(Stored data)

------------------------------------------------

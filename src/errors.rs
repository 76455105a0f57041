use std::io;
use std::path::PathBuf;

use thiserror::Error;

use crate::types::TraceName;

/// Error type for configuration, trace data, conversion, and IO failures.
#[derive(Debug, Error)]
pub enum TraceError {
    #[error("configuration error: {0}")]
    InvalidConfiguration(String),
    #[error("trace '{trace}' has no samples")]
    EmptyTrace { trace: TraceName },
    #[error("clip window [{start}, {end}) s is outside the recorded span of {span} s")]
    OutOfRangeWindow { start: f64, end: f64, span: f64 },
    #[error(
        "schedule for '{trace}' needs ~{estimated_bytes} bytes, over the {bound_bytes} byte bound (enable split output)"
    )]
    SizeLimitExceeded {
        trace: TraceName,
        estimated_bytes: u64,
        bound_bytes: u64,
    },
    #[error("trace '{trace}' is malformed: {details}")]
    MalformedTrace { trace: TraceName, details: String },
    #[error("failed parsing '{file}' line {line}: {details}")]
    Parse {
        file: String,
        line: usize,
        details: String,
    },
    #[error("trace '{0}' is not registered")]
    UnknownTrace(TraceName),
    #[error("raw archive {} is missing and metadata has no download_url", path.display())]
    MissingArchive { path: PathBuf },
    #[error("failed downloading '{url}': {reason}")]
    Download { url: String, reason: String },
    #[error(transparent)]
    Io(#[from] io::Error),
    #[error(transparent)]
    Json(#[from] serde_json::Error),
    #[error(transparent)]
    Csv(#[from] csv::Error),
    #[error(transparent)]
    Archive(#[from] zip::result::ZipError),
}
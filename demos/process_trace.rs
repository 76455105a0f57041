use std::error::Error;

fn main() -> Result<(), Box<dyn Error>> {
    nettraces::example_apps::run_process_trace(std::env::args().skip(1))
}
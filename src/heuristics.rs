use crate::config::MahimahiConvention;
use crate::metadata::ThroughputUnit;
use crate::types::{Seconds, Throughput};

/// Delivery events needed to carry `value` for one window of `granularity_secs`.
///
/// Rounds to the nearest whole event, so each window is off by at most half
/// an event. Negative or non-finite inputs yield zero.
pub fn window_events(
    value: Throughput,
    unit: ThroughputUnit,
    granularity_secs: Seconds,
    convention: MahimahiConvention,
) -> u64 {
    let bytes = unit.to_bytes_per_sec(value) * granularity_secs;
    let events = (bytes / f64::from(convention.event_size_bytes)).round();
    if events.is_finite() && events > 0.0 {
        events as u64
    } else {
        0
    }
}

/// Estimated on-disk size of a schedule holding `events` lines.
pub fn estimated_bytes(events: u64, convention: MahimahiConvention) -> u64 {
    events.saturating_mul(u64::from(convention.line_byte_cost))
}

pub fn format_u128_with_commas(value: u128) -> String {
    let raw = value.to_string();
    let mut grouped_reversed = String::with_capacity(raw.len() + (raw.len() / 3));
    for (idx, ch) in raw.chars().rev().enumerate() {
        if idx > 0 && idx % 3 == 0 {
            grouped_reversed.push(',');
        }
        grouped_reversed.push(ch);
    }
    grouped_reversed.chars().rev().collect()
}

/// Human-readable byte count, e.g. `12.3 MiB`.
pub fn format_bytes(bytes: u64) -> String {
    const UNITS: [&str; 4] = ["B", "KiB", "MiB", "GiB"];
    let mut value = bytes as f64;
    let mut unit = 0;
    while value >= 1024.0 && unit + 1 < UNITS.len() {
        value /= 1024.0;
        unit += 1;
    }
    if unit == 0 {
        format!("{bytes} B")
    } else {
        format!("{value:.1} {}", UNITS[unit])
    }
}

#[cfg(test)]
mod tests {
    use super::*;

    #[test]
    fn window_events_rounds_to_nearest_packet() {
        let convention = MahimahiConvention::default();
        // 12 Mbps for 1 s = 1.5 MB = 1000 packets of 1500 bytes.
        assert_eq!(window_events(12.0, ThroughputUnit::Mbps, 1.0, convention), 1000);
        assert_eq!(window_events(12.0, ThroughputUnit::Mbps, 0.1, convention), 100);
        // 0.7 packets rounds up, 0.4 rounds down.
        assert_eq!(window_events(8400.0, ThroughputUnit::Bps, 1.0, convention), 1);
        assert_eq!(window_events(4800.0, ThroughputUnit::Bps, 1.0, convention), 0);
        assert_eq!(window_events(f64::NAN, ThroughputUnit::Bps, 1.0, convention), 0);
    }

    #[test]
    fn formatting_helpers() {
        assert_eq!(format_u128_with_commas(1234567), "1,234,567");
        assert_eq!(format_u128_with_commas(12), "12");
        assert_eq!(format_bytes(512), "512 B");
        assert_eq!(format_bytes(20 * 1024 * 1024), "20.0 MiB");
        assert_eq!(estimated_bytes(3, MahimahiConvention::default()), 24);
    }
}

------------------------------------------------

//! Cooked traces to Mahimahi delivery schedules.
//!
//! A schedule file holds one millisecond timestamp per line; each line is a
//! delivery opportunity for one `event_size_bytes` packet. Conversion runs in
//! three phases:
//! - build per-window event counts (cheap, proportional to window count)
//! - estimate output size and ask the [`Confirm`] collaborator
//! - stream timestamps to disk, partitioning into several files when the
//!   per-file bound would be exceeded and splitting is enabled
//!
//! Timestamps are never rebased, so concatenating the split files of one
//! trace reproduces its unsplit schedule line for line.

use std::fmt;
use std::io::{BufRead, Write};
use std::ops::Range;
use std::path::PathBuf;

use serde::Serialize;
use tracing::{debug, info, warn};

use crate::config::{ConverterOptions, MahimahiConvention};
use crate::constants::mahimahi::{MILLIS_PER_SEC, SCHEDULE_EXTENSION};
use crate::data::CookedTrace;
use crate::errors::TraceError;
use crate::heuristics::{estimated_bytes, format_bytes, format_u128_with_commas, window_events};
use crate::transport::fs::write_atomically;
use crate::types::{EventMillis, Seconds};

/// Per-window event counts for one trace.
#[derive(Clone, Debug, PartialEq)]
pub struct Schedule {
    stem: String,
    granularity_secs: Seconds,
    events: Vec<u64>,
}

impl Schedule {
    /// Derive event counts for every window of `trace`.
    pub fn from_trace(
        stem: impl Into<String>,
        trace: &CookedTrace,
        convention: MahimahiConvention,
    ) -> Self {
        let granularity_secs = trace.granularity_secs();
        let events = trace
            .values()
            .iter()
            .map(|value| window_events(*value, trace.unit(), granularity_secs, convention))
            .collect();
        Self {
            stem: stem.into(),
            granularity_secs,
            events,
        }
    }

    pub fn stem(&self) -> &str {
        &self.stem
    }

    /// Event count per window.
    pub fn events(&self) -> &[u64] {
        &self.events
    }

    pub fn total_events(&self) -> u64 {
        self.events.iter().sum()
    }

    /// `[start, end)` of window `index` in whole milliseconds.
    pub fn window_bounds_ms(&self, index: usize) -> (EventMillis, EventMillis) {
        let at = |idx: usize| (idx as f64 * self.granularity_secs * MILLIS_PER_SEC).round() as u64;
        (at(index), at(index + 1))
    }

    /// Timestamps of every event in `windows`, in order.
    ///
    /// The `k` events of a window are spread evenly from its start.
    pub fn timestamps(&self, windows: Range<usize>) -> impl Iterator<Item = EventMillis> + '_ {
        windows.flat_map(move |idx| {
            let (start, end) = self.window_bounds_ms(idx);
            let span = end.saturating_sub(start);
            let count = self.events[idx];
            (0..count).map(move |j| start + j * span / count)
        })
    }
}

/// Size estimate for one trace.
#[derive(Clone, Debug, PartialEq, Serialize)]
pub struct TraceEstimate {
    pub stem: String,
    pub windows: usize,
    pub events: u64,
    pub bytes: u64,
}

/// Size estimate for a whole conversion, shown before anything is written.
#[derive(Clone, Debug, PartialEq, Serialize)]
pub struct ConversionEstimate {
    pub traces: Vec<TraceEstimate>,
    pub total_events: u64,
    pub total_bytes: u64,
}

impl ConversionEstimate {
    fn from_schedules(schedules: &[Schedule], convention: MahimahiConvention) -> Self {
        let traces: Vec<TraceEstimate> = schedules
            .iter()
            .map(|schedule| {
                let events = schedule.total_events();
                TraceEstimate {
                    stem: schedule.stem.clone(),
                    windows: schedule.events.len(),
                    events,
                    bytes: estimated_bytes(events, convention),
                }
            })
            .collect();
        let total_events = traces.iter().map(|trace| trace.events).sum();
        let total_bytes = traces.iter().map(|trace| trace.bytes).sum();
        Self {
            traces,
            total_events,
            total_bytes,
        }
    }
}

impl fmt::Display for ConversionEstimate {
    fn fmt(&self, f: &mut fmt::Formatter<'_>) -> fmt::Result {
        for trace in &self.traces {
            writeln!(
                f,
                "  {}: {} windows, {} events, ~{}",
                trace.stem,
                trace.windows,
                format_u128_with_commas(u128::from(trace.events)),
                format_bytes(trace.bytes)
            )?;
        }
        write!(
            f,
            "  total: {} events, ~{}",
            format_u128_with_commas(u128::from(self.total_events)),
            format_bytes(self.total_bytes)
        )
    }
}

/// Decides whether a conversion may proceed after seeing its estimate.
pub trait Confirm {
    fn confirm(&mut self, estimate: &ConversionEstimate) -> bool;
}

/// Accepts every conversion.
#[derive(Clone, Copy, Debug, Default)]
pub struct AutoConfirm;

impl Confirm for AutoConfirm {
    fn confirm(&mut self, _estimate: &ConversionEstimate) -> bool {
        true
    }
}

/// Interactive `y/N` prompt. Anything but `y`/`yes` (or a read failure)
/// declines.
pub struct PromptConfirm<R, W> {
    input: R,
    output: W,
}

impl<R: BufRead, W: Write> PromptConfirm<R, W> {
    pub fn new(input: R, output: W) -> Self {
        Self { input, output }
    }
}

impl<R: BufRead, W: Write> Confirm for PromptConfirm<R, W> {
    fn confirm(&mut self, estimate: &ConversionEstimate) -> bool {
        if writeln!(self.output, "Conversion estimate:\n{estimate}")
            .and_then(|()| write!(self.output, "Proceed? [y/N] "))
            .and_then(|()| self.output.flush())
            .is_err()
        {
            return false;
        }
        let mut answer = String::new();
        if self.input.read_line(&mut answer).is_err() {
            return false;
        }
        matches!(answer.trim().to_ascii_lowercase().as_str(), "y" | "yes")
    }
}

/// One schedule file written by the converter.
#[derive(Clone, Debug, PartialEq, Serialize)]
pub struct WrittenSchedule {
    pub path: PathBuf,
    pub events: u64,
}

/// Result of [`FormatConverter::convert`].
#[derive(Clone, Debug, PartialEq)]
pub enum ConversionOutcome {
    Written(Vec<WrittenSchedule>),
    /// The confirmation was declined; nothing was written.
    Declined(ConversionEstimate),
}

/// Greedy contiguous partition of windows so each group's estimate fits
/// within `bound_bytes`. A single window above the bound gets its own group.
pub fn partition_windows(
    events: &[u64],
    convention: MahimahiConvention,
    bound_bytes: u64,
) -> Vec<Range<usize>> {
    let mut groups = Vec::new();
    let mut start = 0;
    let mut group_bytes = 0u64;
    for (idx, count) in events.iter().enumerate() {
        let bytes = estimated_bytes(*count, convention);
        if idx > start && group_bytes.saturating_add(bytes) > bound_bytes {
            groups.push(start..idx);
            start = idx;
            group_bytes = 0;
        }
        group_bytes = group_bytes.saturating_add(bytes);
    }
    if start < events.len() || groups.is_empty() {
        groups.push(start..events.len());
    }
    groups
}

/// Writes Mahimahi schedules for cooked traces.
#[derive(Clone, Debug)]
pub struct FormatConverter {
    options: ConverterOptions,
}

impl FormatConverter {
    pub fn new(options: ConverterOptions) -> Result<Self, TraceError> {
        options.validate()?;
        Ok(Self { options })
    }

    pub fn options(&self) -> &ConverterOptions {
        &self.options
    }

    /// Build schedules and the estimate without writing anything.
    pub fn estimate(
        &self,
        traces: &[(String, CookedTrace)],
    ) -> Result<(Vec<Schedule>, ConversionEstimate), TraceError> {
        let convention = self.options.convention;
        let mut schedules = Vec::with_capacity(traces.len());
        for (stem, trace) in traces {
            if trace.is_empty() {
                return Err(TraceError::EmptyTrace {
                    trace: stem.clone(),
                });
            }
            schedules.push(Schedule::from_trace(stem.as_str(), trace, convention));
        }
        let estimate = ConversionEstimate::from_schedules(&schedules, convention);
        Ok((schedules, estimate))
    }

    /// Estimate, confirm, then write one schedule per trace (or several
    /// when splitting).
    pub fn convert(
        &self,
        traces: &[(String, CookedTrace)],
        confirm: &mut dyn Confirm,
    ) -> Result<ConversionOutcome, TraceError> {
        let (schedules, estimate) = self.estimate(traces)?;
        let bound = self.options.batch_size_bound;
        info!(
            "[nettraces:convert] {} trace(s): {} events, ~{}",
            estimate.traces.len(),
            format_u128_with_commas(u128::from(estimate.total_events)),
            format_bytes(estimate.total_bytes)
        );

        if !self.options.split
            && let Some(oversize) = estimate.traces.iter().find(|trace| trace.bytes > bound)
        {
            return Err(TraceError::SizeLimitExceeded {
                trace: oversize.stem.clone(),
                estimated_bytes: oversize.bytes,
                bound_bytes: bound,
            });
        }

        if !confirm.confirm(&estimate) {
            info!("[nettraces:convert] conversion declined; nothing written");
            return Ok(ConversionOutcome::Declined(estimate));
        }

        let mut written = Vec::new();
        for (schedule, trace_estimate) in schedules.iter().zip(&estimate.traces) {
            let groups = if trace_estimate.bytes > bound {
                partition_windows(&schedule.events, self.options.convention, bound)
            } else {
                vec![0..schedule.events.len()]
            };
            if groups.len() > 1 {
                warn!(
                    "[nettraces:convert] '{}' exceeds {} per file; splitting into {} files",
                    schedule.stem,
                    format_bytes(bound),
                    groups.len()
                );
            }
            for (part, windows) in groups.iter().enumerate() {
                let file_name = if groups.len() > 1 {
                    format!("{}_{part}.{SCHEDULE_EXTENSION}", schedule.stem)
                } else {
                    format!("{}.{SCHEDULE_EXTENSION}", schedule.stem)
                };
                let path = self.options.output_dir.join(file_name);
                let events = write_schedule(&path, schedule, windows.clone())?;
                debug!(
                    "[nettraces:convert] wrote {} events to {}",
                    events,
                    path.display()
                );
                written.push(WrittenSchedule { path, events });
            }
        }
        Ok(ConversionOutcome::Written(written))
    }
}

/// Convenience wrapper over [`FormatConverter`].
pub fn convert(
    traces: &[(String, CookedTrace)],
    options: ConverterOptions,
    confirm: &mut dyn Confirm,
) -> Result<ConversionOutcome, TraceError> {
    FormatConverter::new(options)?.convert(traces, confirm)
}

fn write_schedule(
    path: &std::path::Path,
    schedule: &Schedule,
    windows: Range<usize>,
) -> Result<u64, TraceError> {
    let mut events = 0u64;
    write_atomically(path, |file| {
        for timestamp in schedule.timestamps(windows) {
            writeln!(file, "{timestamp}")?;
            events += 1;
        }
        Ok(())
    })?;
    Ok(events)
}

------------------------------------------------

### YOUR INSTRUCTIONS
Retype, exactly and in full, the lines above from the one containing "for cooked traces." through the one containing "options.validate()?;".

### OUTPUT
/// Writes Mahimahi schedules for cooked traces.
#[derive(Clone, Debug)]
pub struct FormatConverter {
    options: ConverterOptions,
}

impl FormatConverter {
    pub fn new(options: ConverterOptions) -> Result<Self, TraceError> {
        options.validate()?;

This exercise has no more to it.